EXERCISE.
Scan the records for the string "crate"; copy each line where it occurs.

◇ ◇ ◇ ◇ ◇

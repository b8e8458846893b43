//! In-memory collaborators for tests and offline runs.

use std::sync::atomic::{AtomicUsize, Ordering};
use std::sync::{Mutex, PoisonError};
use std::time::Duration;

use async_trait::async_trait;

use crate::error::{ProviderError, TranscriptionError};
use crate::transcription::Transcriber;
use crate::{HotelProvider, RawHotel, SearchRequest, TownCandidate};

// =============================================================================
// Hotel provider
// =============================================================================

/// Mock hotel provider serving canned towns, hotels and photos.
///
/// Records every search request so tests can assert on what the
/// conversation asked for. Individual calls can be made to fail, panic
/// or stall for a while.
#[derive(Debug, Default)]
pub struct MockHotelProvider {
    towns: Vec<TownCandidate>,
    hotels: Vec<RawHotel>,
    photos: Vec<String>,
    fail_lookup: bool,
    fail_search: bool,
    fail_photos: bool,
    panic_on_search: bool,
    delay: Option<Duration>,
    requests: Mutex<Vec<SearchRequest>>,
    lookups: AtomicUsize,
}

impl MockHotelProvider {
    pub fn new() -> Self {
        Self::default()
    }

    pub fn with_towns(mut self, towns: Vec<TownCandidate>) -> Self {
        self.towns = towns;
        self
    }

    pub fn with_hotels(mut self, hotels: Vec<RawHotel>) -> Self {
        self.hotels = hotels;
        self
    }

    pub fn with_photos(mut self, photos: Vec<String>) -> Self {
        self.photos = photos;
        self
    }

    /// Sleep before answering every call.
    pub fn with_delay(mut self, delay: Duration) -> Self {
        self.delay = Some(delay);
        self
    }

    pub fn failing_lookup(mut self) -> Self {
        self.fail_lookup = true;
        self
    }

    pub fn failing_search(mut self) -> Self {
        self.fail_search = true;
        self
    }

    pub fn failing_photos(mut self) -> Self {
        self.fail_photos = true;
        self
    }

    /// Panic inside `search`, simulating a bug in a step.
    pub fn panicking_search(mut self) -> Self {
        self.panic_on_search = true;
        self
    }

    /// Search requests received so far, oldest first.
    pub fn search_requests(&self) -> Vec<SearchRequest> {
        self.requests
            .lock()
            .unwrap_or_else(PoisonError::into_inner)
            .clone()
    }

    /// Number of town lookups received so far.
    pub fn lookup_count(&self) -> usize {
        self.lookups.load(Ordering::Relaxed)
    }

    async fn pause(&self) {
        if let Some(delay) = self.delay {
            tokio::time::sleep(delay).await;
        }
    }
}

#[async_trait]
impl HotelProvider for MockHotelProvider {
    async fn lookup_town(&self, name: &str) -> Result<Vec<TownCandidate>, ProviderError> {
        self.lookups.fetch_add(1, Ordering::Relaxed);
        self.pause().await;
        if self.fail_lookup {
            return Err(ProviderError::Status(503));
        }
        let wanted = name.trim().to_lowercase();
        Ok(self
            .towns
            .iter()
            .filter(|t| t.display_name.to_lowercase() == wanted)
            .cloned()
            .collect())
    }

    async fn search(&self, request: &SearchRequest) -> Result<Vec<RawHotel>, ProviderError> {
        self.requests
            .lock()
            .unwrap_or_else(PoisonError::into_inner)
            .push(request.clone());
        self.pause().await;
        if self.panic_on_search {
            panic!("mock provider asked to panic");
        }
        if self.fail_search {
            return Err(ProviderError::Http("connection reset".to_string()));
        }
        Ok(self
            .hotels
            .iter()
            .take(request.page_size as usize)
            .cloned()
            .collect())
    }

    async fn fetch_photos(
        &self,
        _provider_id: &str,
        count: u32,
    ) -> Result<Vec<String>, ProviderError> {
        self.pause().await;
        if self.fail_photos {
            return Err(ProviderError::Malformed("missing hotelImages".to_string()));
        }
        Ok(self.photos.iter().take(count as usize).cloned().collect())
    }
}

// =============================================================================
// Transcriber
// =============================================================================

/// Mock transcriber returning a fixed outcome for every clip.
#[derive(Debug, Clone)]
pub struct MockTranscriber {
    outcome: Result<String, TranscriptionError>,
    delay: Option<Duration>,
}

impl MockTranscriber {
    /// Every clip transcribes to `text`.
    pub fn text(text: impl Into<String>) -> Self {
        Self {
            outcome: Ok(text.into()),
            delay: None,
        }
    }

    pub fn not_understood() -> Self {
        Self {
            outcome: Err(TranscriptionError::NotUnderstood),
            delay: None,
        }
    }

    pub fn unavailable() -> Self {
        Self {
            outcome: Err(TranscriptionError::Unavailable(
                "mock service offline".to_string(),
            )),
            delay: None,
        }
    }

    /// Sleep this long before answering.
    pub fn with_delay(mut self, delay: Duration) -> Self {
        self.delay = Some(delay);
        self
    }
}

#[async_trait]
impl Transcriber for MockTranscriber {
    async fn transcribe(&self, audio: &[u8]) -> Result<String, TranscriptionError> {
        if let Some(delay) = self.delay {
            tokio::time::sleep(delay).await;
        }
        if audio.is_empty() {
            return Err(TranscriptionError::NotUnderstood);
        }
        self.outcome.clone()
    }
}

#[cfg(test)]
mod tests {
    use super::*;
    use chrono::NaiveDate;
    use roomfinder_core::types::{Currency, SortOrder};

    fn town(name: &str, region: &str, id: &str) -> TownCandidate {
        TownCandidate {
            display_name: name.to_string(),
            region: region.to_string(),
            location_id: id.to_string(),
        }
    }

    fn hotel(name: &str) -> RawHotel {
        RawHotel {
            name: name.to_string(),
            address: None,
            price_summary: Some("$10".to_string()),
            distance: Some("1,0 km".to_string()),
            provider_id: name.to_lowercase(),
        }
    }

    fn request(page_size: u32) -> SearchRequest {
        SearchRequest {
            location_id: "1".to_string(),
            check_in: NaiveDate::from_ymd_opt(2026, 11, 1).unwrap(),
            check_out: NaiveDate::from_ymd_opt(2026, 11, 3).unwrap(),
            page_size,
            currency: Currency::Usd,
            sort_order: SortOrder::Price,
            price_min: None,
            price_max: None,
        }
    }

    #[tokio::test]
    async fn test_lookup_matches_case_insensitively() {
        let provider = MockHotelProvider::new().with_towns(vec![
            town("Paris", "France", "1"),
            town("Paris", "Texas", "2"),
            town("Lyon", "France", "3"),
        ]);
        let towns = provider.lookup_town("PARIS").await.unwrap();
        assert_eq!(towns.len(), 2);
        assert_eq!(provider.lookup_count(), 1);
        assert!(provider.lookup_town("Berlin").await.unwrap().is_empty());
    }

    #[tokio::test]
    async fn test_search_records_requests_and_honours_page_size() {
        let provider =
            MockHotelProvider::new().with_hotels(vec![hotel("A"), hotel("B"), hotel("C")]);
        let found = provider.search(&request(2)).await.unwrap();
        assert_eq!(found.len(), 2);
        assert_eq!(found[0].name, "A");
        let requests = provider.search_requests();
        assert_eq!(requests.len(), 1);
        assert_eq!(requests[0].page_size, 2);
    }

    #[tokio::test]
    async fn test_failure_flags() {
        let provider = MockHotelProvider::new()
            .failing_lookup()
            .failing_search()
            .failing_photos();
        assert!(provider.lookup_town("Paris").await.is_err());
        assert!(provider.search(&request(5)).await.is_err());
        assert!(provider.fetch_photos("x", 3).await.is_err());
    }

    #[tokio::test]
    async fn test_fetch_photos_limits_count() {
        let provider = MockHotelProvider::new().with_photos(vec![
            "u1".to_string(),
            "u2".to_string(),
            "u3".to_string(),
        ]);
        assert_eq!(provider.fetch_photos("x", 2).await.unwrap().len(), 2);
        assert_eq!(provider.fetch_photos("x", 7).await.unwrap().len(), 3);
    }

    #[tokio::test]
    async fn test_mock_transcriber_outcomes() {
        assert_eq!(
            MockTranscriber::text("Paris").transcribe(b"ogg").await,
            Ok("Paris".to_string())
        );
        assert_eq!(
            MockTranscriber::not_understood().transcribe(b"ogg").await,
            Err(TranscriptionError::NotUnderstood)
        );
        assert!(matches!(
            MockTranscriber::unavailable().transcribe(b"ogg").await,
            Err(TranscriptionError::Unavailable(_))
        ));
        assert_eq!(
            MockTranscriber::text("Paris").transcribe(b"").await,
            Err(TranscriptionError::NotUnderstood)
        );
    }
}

◇ ◇ ◇ ◇ ◇

WRITTEN REPLY.
use crate::error::{ProviderError, TranscriptionError};
use crate::transcription::Transcriber;
use crate::{HotelProvider, RawHotel, SearchRequest, TownCandidate};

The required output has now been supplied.